Directions: Filter the entries and keep only the lines where the string "primary" appears.

Exercise inputs:
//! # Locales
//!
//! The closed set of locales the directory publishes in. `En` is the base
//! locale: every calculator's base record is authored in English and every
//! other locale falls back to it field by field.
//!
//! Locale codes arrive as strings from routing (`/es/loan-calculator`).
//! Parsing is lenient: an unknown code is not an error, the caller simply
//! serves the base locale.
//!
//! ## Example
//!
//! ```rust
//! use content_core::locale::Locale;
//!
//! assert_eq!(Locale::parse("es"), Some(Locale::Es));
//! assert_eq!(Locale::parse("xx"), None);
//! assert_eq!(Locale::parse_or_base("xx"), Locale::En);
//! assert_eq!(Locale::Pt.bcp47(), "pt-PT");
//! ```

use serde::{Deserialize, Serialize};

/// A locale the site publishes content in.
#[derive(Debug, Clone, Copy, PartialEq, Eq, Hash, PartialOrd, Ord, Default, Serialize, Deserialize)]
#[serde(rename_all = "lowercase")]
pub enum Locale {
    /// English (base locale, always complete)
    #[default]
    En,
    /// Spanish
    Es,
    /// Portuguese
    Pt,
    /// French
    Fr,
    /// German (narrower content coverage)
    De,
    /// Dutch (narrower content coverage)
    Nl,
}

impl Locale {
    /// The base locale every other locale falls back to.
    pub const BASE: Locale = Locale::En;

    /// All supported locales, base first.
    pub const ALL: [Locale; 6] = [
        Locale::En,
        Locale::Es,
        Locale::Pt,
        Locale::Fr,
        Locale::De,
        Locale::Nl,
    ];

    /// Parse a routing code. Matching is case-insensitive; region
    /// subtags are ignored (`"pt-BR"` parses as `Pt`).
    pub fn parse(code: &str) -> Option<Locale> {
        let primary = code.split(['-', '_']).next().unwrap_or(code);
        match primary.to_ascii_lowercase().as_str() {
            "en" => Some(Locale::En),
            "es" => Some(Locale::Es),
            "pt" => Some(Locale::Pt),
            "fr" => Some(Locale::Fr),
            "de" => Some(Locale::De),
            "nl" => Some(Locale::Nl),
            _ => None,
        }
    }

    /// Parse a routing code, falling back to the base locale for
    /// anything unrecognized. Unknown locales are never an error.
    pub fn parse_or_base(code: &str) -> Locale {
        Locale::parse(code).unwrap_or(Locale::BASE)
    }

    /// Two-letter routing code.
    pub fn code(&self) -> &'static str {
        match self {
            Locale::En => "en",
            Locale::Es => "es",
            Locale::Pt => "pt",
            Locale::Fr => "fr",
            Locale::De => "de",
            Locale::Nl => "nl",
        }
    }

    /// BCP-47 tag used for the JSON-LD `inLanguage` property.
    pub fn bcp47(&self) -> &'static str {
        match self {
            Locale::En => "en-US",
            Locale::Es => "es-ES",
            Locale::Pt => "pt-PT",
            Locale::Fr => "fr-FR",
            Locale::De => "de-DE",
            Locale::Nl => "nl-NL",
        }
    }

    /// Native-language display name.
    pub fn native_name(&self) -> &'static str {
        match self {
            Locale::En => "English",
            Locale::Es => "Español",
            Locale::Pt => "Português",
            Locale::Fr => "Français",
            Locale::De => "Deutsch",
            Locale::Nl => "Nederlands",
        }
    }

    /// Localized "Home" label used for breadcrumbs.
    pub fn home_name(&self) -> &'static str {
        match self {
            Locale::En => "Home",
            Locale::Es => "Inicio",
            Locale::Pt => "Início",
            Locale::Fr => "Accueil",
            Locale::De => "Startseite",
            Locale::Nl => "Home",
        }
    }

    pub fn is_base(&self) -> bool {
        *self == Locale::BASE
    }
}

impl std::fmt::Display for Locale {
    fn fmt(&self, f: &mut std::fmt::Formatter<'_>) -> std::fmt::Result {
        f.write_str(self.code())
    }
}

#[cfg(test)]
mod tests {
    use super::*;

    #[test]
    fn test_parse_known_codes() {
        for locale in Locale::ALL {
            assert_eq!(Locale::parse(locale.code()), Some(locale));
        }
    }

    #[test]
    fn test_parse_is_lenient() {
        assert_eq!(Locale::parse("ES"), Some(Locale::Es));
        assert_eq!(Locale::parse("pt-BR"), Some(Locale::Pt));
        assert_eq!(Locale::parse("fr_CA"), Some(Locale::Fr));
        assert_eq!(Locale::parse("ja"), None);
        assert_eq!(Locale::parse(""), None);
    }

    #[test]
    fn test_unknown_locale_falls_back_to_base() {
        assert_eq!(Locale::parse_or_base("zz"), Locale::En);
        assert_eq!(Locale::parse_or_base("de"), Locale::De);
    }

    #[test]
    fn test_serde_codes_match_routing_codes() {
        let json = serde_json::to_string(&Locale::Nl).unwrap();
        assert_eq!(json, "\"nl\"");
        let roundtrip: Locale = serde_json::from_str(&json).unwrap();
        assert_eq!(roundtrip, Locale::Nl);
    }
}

---

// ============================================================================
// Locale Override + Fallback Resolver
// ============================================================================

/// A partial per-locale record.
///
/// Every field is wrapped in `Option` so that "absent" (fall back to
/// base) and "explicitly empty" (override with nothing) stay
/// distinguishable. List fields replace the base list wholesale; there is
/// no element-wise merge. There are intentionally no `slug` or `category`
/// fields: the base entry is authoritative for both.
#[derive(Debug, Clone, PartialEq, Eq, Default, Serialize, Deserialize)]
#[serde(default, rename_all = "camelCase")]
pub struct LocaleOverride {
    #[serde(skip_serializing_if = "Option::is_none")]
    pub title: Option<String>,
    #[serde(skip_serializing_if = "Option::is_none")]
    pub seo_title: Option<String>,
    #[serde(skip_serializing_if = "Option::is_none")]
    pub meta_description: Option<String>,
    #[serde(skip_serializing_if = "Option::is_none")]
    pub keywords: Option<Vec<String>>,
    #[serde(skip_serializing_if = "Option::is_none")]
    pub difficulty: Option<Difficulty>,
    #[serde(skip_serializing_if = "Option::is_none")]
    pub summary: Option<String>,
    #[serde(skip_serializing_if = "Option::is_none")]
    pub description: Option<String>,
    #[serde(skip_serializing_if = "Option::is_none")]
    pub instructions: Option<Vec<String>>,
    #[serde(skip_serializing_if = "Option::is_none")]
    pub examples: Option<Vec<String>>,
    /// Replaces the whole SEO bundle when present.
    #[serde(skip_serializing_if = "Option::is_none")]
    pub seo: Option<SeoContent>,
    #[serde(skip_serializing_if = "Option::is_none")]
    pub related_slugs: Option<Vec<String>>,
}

Expected answer:
        let primary = code.split(['-', '_']).next().unwrap_or(code);
        match primary.to_ascii_lowercase().as_str() {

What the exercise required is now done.